Government is again closing the international routes for tourist travel and have banned many international flights from entering India. The plan is to restrict the spread of Omicron and COVID cases. The curfew has affected business of flights and restaurants. The same case was noticed in the previous lockdown situation as well. The retail selling has been cut down and the share of online sales has been increasing. With all such factors in front, the government has also called off some major events. One of them is Vibrant Gujarat which is one of the mega events of the year.
Combining the Entire Situation
If we connect the dots and compare the current situation then we can notice a pattern that was also visible in the previous COVID curfew time period. Hence one can definitely say that the businesses are facing difficulties in the short run which will lead to major after effects in long run. One of the major reasons to assume this is the fact that major industries such as Food, apparels and garment, footwear, oil, Plastic and Packaging etc. face a major demand in these 4 months (Jan, Feb, March, April). With such restrictions the business is definitely going to get a major effect.
It is clearly visible that India is again facing the COVID crisis. Hence the business and service industry is directly facing its effects.

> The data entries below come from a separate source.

//! The error type shared by the backend orchestrator and the registry.
//!
//! Individual modules (`lock`, `fstype`, `nbd_supervisor`) define their own, narrower error
//! enums in the same style and convert into [`BdevError`] at the point where they cross into
//! the orchestrator.

use std::fmt::{Display, Formatter};
use std::process::ExitStatus;

/// The errors that can occur while operating on a backing-store handle.
#[derive(Debug)]
pub enum BdevError {
	/// A handle was missing a field (`source`, `destination`, `type`) required for the
	/// requested operation, or the handle's type did not match the backend being invoked.
	BadArgument(&'static str),

	/// The operation is not implemented for this backend (e.g. `rbd.clone_paths`,
	/// `nbd.create`).
	Unsupported(&'static str),

	/// A registry lookup, free loop device, free NBD slot, or mapped RBD device could not be
	/// found.
	NotFound(&'static str),

	/// A child helper process (`mkfs`, `rbd`, `qemu-nbd`, rsync) exited with a failure status
	/// or was terminated by a signal.
	ChildFailed {
		/// The program that was run.
		program: &'static str,
		/// The exit status, if the process ran to completion.
		status: Option<ExitStatus>,
	},

	/// A syscall failed; the original error is preserved.
	Syscall(std::io::Error),

	/// A blocking wait exceeded its timeout. Only the anonymous-semaphore lock variant
	/// supports timeouts.
	Timeout,
}

impl Display for BdevError {
	fn fmt(&self, f: &mut Formatter<'_>) -> std::fmt::Result {
		match self {
			Self::BadArgument(field) => write!(f, "missing or mismatched field: {field}"),
			Self::Unsupported(op) => write!(f, "operation not supported by this backend: {op}"),
			Self::NotFound(what) => write!(f, "not found: {what}"),
			Self::ChildFailed { program, status: Some(status) } => {
				write!(f, "{program} exited with {status}")
			}
			Self::ChildFailed { program, status: None } => {
				write!(f, "{program} did not run to completion")
			}
			Self::Syscall(_) => "syscall failed".fmt(f),
			Self::Timeout => "operation timed out".fmt(f),
		}
	}
}

impl std::error::Error for BdevError {
	fn source(&self) -> Option<&(dyn std::error::Error + 'static)> {
		match self {
			Self::Syscall(e) => Some(e),
			_ => None,
		}
	}
}

impl From<std::io::Error> for BdevError {
	fn from(source: std::io::Error) -> Self {
		Self::Syscall(source)
	}
}

impl From<nix::errno::Errno> for BdevError {
	fn from(source: nix::errno::Errno) -> Self {
		Self::Syscall(source.into())
	}
}

/// A result type whose error type is [`BdevError`].
pub type Result<T> = std::result::Result<T, BdevError>;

Then how can the markets go on to such new levels and touch highs again and again. Ideally if the markets were in a perfect situation then they would be ranging the Nifty50 in 16800 to 17400 levels. But the current rally has made the markets go to 17900 levels again. This seems like nothing less than a bubble which can burst anytime if the Omicron cases increase and the curfew remains intact.
With major states and Union territories shutting their business and locking their areas, how can the businesses increase in valuation. It is okay to believe that the technology stocks can be a better option and have chances for a better rise in current times. But on the contrary, the Indian markets showed a high loss recorded for Technology segment in the last few sessions. Hence the market is not behaving as per the fundamental basis. Rather it is reacting on the basis of the money flow. The bulls are constantly pouring the money in to raise the prices and book profits at higher levels because they know that once they stop flowing their money in, the market is going to collapse.
Also with no major IPOs ahead the retail investors have been far away from the markets. The new IPOs are getting into the markets at the end of January or beginning of February. Even if we notice the trend then the FII has been pouring in the capital into the Indian markets but what is the reason behind it, no one Knows. Hence one should definitely not jump into the markets in the current situation because it seems like a bubble which can burst and again put the Nifty in the valuations of 16400 levels.